I feel I have decent insight in both Paul Wheatons permaculture perspective and Richard Perkins perspective as I have listened to all the podcasts and been the Navigator on the permaculture roadtrip - the symphonies of seeds and soil tour of 2012 - with Paul Wheaton, Jocelyn Campell and Captain Badknock. Also I have been an intern at Ridgedale Permaculture farm in 2016.
Firstly: There was a discussion about how old this site could be at the time of the filming and four, five, six and ten years was mentioned. The correct age is 2.5 years. What you see in the film is the result of 2.5 years, and that is nothing short of mindblowing.
Secondly: I believe I heard Paul Wheaton say his place is better than Ridgedale. What is better, I ask then. Ethically?
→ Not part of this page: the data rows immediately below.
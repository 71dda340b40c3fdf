//! # tagval-validator
//!
//! Runtime support for tag-driven validators.
//!
//! Records declare their rules as compact tags (`"req,email"`, `"min(3),max(11)"`).
//! The `tagval-codegen` compiler turns those tags into validation plans and either
//! emits Rust source that calls the primitives in [`validators`], or interprets the
//! plans directly. Both paths report through [`ValidationResult`].
//!
//! ## Quick Start
//!
//! ```rust,ignore
//! use tagval_macros::Validate;
//! use tagval_validator::prelude::*;
//!
//! #[derive(Validate)]
//! struct Signup {
//!     #[tagval("req,email")]
//!     email: String,
//!     #[tagval("min(18),max(65)")]
//!     age: u32,
//! }
//!
//! let result = Signup { email: "a@b.co".into(), age: 30 }.validate();
//! assert!(result.pass());
//! ```
//!
//! ## Primitives
//!
//! - **Content**: [`is_not_empty`](validators::is_not_empty),
//!   [`is_email`](validators::is_email), [`is_url`](validators::is_url),
//!   [`is_ip`](validators::is_ip)
//! - **Length**: [`is_length_greater_than`](validators::is_length_greater_than),
//!   [`is_length_less_than`](validators::is_length_less_than)
//! - **Range**: [`is_greater_than`](validators::is_greater_than),
//!   [`is_less_than`](validators::is_less_than)
//! - **Equality**: [`is_equal_to`](validators::is_equal_to)
//! - **Pattern**: [`satisfies_regex`](validators::satisfies_regex)

pub mod foundation;
mod macros;
pub mod prelude;
pub mod validators;

pub use foundation::{
    Validate, ValidationError, ValidationMessage, ValidationOutcome, ValidationResult,
};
In order to be sustainable it also needs to be economically sustainable and I know of no place in the world where they have a better balance of ecological and economical sustainabillity, when you look at the bigger picture and say "ok, people are going to eat chicken anyway so why not produce it better than anywhere else and pay down our mortgage on the farm in five years". The broilers and the egg layers contribute heavily to the improvement of pastures with their scratching and deposits of manure from the industrial feed they get. When Paul says "better" I believe he means better according to his ethical values. But in the real world farmers has bills to pay in order to keep their farm, and Ridgedale Permaculture Farm is a fantastic example on how you can create a white collar income from permaculture farming. The ethics are still there, but the reality of economy is taken into account by using the Holostic Managment decision framework of context. One way Ridgedale could be labelled better ethically than Wheoton Labs would be the impact possible through farmers seeing it can be done. No farmers will look to Wheaton Labs in at least twenty years, that's a site for homesteaders.
Another aspect is the contribution to forward velocity and momentum that comes when people see the result so clearly. I think it is a honorable route Paul Wheaton has chosen, but I do believe his goals could be reached faster by being pragmatic in the beginning in regards of giving the people what they recognize, want and expect from a permaculture site while also working on the long term goals. Bread and circus.
I have to leave the office now, it's camping time. But first I want to share the link to the Diego Footer podcast where he interviews Richard Perkins. Building a Profitable Permaculture Farm with Richard Perkins of Ridgedale Permaculture (V225)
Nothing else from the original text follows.